(Stored data entries)
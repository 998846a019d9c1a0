//! Ephemeral player identities.
//!
//! A [`Session`] is created when a connection claims a nickname and lives
//! until that connection closes. Nothing here outlives the process.

mod registry;

pub use registry::SessionRegistry;

use crate::connection::ConnectionId;
use crate::error::ErrorCode;
use crate::room::RoomId;
use chrono::{DateTime, Utc};
use serde::{Deserialize, Serialize};
use std::fmt;
use std::str::FromStr;
use uuid::Uuid;

pub const NICKNAME_MIN_CHARS: usize = 2;
pub const NICKNAME_MAX_CHARS: usize = 20;

/// Unique identifier for a player session.
#[derive(Debug, Clone, Copy, PartialEq, Eq, Hash, Serialize, Deserialize)]
#[serde(transparent)]
pub struct PlayerId(pub Uuid);

impl PlayerId {
    pub fn new() -> Self {
        Self(Uuid::new_v4())
    }
}

impl Default for PlayerId {
    fn default() -> Self {
        Self::new()
    }
}

impl fmt::Display for PlayerId {
    fn fmt(&self, f: &mut fmt::Formatter<'_>) -> fmt::Result {
        write!(f, "{}", self.0)
    }
}

impl FromStr for PlayerId {
    type Err = uuid::Error;

    fn from_str(s: &str) -> Result<Self, Self::Err> {
        Uuid::parse_str(s).map(Self)
    }
}

/// A connected player's identity.
#[derive(Debug, Clone, PartialEq, Eq, Serialize, Deserialize)]
#[serde(rename_all = "camelCase")]
pub struct Session {
    pub id: PlayerId,
    pub nickname: String,
    #[serde(skip)]
    pub connection_id: ConnectionId,
    pub room_id: Option<RoomId>,
    pub created_at: DateTime<Utc>,
}

impl Session {
    fn new(nickname: String, connection_id: ConnectionId) -> Self {
        Self {
            id: PlayerId::new(),
            nickname,
            connection_id,
            room_id: None,
            created_at: Utc::now(),
        }
    }
}

#[derive(Debug, Clone, PartialEq, Eq, thiserror::Error)]
pub enum SessionError {
    #[error("{0}")]
    InvalidNickname(String),
    #[error("Session already exists for this connection")]
    AlreadyExists,
    #[error("Session not found")]
    NotFound,
}

impl SessionError {
    pub fn code(&self) -> ErrorCode {
        match self {
            SessionError::InvalidNickname(_) => ErrorCode::InvalidNickname,
            SessionError::AlreadyExists => ErrorCode::ValidationError,
            SessionError::NotFound => ErrorCode::SessionNotFound,
        }
    }
}

/// Validates a nickname and returns its trimmed form.
///
/// Length is counted in characters after trimming. Allowed characters are
/// ASCII letters, digits, space, underscore and hyphen.
pub fn validate_nickname(nickname: Option<&str>) -> Result<String, SessionError> {
    let trimmed = match nickname.map(str::trim) {
        Some(value) if !value.is_empty() => value,
        _ => {
            return Err(SessionError::InvalidNickname(
                "Nickname is required".to_string(),
            ))
        }
    };

    let length = trimmed.chars().count();
    if length < NICKNAME_MIN_CHARS {
        return Err(SessionError::InvalidNickname(format!(
            "Nickname must be at least {NICKNAME_MIN_CHARS} characters"
        )));
    }
    if length > NICKNAME_MAX_CHARS {
        return Err(SessionError::InvalidNickname(format!(
            "Nickname must be at most {NICKNAME_MAX_CHARS} characters"
        )));
    }

    let allowed = |c: char| c.is_ascii_alphanumeric() || c == ' ' || c == '_' || c == '-';
    if !trimmed.chars().all(allowed) {
        return Err(SessionError::InvalidNickname(
            "Nickname may only contain letters, numbers, spaces, underscores and hyphens"
                .to_string(),
        ));
    }

    Ok(trimmed.to_string())
}

#[cfg(test)]
mod tests {
    use super::*;

    #[test]
    fn test_valid_nicknames_are_trimmed() {
        assert_eq!(validate_nickname(Some("  alice ")).unwrap(), "alice");
        assert_eq!(validate_nickname(Some("Bo")).unwrap(), "Bo");
        assert_eq!(validate_nickname(Some("big_king-99 x")).unwrap(), "big_king-99 x");
        assert_eq!(
            validate_nickname(Some("abcdefghijklmnopqrst")).unwrap(),
            "abcdefghijklmnopqrst"
        );
    }

    #[test]
    fn test_invalid_nicknames_have_distinct_messages() {
        let message = |input: Option<&str>| validate_nickname(input).unwrap_err().to_string();

        assert_eq!(message(None), "Nickname is required");
        assert_eq!(message(Some("   ")), "Nickname is required");
        assert_eq!(message(Some(" a ")), "Nickname must be at least 2 characters");
        assert_eq!(
            message(Some("abcdefghijklmnopqrstu")),
            "Nickname must be at most 20 characters"
        );
        assert!(message(Some("bad!name")).starts_with("Nickname may only contain"));
        assert!(message(Some("émile")).starts_with("Nickname may only contain"));
    }

    #[test]
    fn test_nickname_errors_map_to_invalid_nickname() {
        let err = validate_nickname(Some("x")).unwrap_err();
        assert_eq!(err.code(), ErrorCode::InvalidNickname);
        assert_eq!(SessionError::AlreadyExists.code(), ErrorCode::ValidationError);
    }

    #[test]
    fn test_player_id_round_trips_through_string() {
        let id = PlayerId::new();
        let parsed: PlayerId = id.to_string().parse().unwrap();
        assert_eq!(id, parsed);
    }
}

» **Task**: Exact copies of every record are required.

» **Answer box**:
repository 998846a019d9c1a0
//! Ephemeral player identities.
//!
//! A [`Session`] is created when a connection claims a nickname and lives
//! until that connection closes. Nothing here outlives the process.

mod registry;

pub use registry::SessionRegistry;

use crate::connection::ConnectionId;
use crate::error::ErrorCode;
use crate::room::RoomId;
use chrono::{DateTime, Utc};
use serde::{Deserialize, Serialize};
use std::fmt;
use std::str::FromStr;
use uuid::Uuid;

pub const NICKNAME_MIN_CHARS: usize = 2;
pub const NICKNAME_MAX_CHARS: usize = 20;

/// Unique identifier for a player session.
#[derive(Debug, Clone, Copy, PartialEq, Eq, Hash, Serialize, Deserialize)]
#[serde(transparent)]
pub struct PlayerId(pub Uuid);

impl PlayerId {
    pub fn new() -> Self {
        Self(Uuid::new_v4())
    }
}

impl Default for PlayerId {
    fn default() -> Self {
        Self::new()
    }
}

impl fmt::Display for PlayerId {
    fn fmt(&self, f: &mut fmt::Formatter<'_>) -> fmt::Result {
        write!(f, "{}", self.0)
    }
}

impl FromStr for PlayerId {
    type Err = uuid::Error;

    fn from_str(s: &str) -> Result<Self, Self::Err> {
        Uuid::parse_str(s).map(Self)
    }
}

/// A connected player's identity.
#[derive(Debug, Clone, PartialEq, Eq, Serialize, Deserialize)]
#[serde(rename_all = "camelCase")]
pub struct Session {
    pub id: PlayerId,
    pub nickname: String,
    #[serde(skip)]
    pub connection_id: ConnectionId,
    pub room_id: Option<RoomId>,
    pub created_at: DateTime<Utc>,
}

impl Session {
    fn new(nickname: String, connection_id: ConnectionId) -> Self {
        Self {
            id: PlayerId::new(),
            nickname,
            connection_id,
            room_id: None,
            created_at: Utc::now(),
        }
    }
}

#[derive(Debug, Clone, PartialEq, Eq, thiserror::Error)]
pub enum SessionError {
    #[error("{0}")]
    InvalidNickname(String),
    #[error("Session already exists for this connection")]
    AlreadyExists,
    #[error("Session not found")]
    NotFound,
}

impl SessionError {
    pub fn code(&self) -> ErrorCode {
        match self {
            SessionError::InvalidNickname(_) => ErrorCode::InvalidNickname,
            SessionError::AlreadyExists => ErrorCode::ValidationError,
            SessionError::NotFound => ErrorCode::SessionNotFound,
        }
    }
}

/// Validates a nickname and returns its trimmed form.
///
/// Length is counted in characters after trimming. Allowed characters are
/// ASCII letters, digits, space, underscore and hyphen.
pub fn validate_nickname(nickname: Option<&str>) -> Result<String, SessionError> {
    let trimmed = match nickname.map(str::trim) {
        Some(value) if !value.is_empty() => value,
        _ => {
            return Err(SessionError::InvalidNickname(
                "Nickname is required".to_string(),
            ))
        }
    };

    let length = trimmed.chars().count();
    if length < NICKNAME_MIN_CHARS {
        return Err(SessionError::InvalidNickname(format!(
            "Nickname must be at least {NICKNAME_MIN_CHARS} characters"
        )));
    }
    if length > NICKNAME_MAX_CHARS {
        return Err(SessionError::InvalidNickname(format!(
            "Nickname must be at most {NICKNAME_MAX_CHARS} characters"
        )));
    }

    let allowed = |c: char| c.is_ascii_alphanumeric() || c == ' ' || c == '_' || c == '-';
    if !trimmed.chars().all(allowed) {
        return Err(SessionError::InvalidNickname(
            "Nickname may only contain letters, numbers, spaces, underscores and hyphens"
                .to_string(),
        ));
    }

    Ok(trimmed.to_string())
}

#[cfg(test)]
mod tests {
    use super::*;

    #[test]
    fn test_valid_nicknames_are_trimmed() {
        assert_eq!(validate_nickname(Some("  alice ")).unwrap(), "alice");
        assert_eq!(validate_nickname(Some("Bo")).unwrap(), "Bo");
        assert_eq!(validate_nickname(Some("big_king-99 x")).unwrap(), "big_king-99 x");
        assert_eq!(
            validate_nickname(Some("abcdefghijklmnopqrst")).unwrap(),
            "abcdefghijklmnopqrst"
        );
    }

    #[test]
    fn test_invalid_nicknames_have_distinct_messages() {
        let message = |input: Option<&str>| validate_nickname(input).unwrap_err().to_string();

        assert_eq!(message(None), "Nickname is required");
        assert_eq!(message(Some("   ")), "Nickname is required");
        assert_eq!(message(Some(" a ")), "Nickname must be at least 2 characters");
        assert_eq!(
            message(Some("abcdefghijklmnopqrstu")),
            "Nickname must be at most 20 characters"
        );
        assert!(message(Some("bad!name")).starts_with("Nickname may only contain"));
        assert!(message(Some("émile")).starts_with("Nickname may only contain"));
    }

    #[test]
    fn test_nickname_errors_map_to_invalid_nickname() {
        let err = validate_nickname(Some("x")).unwrap_err();
        assert_eq!(err.code(), ErrorCode::InvalidNickname);
        assert_eq!(SessionError::AlreadyExists.code(), ErrorCode::ValidationError);
    }

    #[test]
    fn test_player_id_round_trips_through_string() {
        let id = PlayerId::new();
        let parsed: PlayerId = id.to_string().parse().unwrap();
        assert_eq!(id, parsed);
    }
}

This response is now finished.